Plasmid construction and luciferase assays

Two putative B7-H1 promoters corresponding to 1.069 kb upstream of exon 1 (UTR), and 1.2 kb upstream of the translation start codon (Int1) were analyzed for transcription factor binding sites using Transcription Factor Search online software (http://www.cbrc.jp/research/db/TFSEARCH.html) [20]. Human genomic DNA (Applied Biosystems) was amplified by PCR using primers to these regions containing cloning sites (underlined). Primers were: UTR-Fwd, 5’ – gca act cga ggt ggt caa gct cat – 3’; UTR-Rev: 5’ – cag aga tct tgc cct aat tat g – 3’; Int1-Fwd: 5’ – tga ctc gag gtg gct caa gcc tgt a – 3’, and (Int1-Rev: 5’ – ctc tcg agc cca aag aaa ggg tgt a – 3’. These regions were cloned into the promoterless luciferase expression vector pGL3 (Promega) using XhoI/BglII (to create B7H1.UTR) and XhoI (B7H1.Int1).

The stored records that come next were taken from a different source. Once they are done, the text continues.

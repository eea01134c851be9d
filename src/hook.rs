//! Hook event I/O: one JSON event in on stdin, one JSON decision out.

use std::io::{self, Read};
use std::path::PathBuf;

use serde::{Deserialize, Serialize};

use crate::security::{Decision, Gate};

/// Tools whose target is a file path.
const FILE_TOOLS: &[&str] = &["Write", "Edit", "MultiEdit", "NotebookEdit"];

#[derive(Debug, Clone, Default, Deserialize)]
pub struct HookInput {
    #[serde(default)]
    pub tool_name: String,
    #[serde(default)]
    pub tool_input: ToolInput,
    #[serde(default)]
    pub cwd: Option<PathBuf>,
}

#[derive(Debug, Clone, Default, Deserialize)]
pub struct ToolInput {
    pub command: Option<String>,
    pub file_path: Option<String>,
    pub path: Option<String>,
    pub notebook_path: Option<String>,
    pub content: Option<String>,
    pub new_string: Option<String>,
    /// `MultiEdit` carries its replacements here.
    #[serde(default)]
    pub edits: Vec<EditOp>,
}

#[derive(Debug, Clone, Default, Deserialize)]
pub struct EditOp {
    #[serde(default)]
    pub new_string: String,
}

impl ToolInput {
    pub fn target_path(&self) -> Option<&str> {
        self.file_path
            .as_deref()
            .or(self.path.as_deref())
            .or(self.notebook_path.as_deref())
    }

    /// Every piece of text the tool is about to write.
    pub fn written_texts(&self) -> impl Iterator<Item = &str> {
        self.content
            .as_deref()
            .into_iter()
            .chain(self.new_string.as_deref())
            .chain(self.edits.iter().map(|e| e.new_string.as_str()))
    }
}

#[derive(Debug, Clone, PartialEq, Eq, Serialize)]
pub struct HookOutput {
    #[serde(flatten)]
    pub decision: Decision,
    #[serde(skip_serializing_if = "std::ops::Not::not")]
    pub auto_approve: bool,
}

impl From<Decision> for HookOutput {
    fn from(decision: Decision) -> Self {
        Self {
            decision,
            auto_approve: false,
        }
    }
}

/// Result of reading at most `limit` bytes of input.
#[derive(Debug, Clone, PartialEq, Eq)]
pub enum Bounded {
    Complete(String),
    TooLarge { limit: usize },
}

/// Read the whole stream unless it exceeds `limit` bytes.
///
/// Reads at most `limit + 1` bytes so an oversized stream is never
/// buffered in full. Invalid UTF-8 is replaced, parsing will reject it.
pub fn read_bounded(reader: impl Read, limit: usize) -> io::Result<Bounded> {
    let mut buf = Vec::new();
    reader
        .take(limit as u64 + 1)
        .read_to_end(&mut buf)?;
    if buf.len() > limit {
        return Ok(Bounded::TooLarge { limit });
    }
    Ok(Bounded::Complete(String::from_utf8_lossy(&buf).into_owned()))
}

/// Parse a hook event. Malformed events yield `None`.
pub fn parse_input(raw: &str) -> Option<HookInput> {
    match serde_json::from_str(raw) {
        Ok(input) => Some(input),
        Err(e) => {
            tracing::warn!("Ignoring malformed hook input: {e}");
            None
        }
    }
}

/// Route a hook event to the matching gate check.
///
/// Events missing the field a check needs are allowed: a malformed event
/// carries nothing to run.
pub fn evaluate(gate: &Gate, input: &HookInput) -> HookOutput {
    let tool = input.tool_name.as_str();

    if tool == "Bash" {
        let Some(command) = input.tool_input.command.as_deref() else {
            return Decision::allow(Vec::new()).into();
        };
        let decision = gate.check_command(command, tool);
        let auto_approve = gate.is_auto_approvable(command, &decision);
        return HookOutput {
            decision,
            auto_approve,
        };
    }

    if FILE_TOOLS.contains(&tool) {
        let Some(path) = input.tool_input.target_path() else {
            return Decision::allow(Vec::new()).into();
        };
        let mut decision = gate.check_path(path, tool);
        for text in input.tool_input.written_texts() {
            if decision.is_blocked() {
                break;
            }
            decision = decision.merge(gate.check_content(text, tool));
        }
        return decision.into();
    }

    tracing::debug!(tool, "Tool is not gated");
    Decision::allow(Vec::new()).into()
}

The human choriocarcinoma cell lines JEG-3, Jar or BeWo (ATCC, Manassas, VA) were grown to 50% confluence in 12-well tissue culture plates. pGL3-basic (negative control), pGL3-B7H1(UTR) or PGL3-B7H1(Int1) were transfected using Lipofectamine reagent (Invitrogen) with some modifications [21]. Following transfection, the cells were treated with medium alone, EGF (5 ng/ml) or IFN-γ (100 U/ml) for 8 hours. Luciferase assays were performed using the Dual Luciferase Reporter Assay System (Promega) according to the manufacturer’s protocol. Transfection studies were conducted in triplicate in 3-4 separate experiments, and data are expressed as luciferase activity (relative light units [RLU]) of each promoter region, and normalized to that of Renilla.

Statistical analysis

Experimental data were analyzed by two-way analysis of variance at α = 0.05, using the Tukey post-hoc test where differences were found. For time-course and polysomal mRNA analyses, two-way ANOVA was performed using repeated measures so that treatment effect from all time points or fractions, respectively, could be analyzed simultaneously. A significant (P < 0.05) interaction indicated that the effects of the treatment on mRNA levels was dependent on the time point or fraction analyzed. Data are expressed as means ± SEM, and asterisks denote statistically significant differences (P < 0.05) from the indicated control.

Results

Time-course analysis of EGF-stimulated B7-H1 expression in trophoblast cells

We previously showed that the syncytiotrophoblast abundantly expresses B7-H1 protein in vivo, and that trophoblast cells syncytialized in vitro with EGF express higher levels of this protein than undifferentiated control cells [12]. To gain insight into the mechanism of EGF-induced B7-H1 protein induction, we performed a time-course analysis of B7-H1 mRNA and protein. Unstimulated levels of B7-H1 protein remained constant over the course of a 6-day culture period (P > 0.05), whereas EGF-induced protein doubled by 24 hours and further increased to nearly 3-fold by 48 hours. EGF-induced protein levels remained two- to three-fold above untreated control cells throughout the culture period high throughout the 6-day culture period (Figure 1A and B).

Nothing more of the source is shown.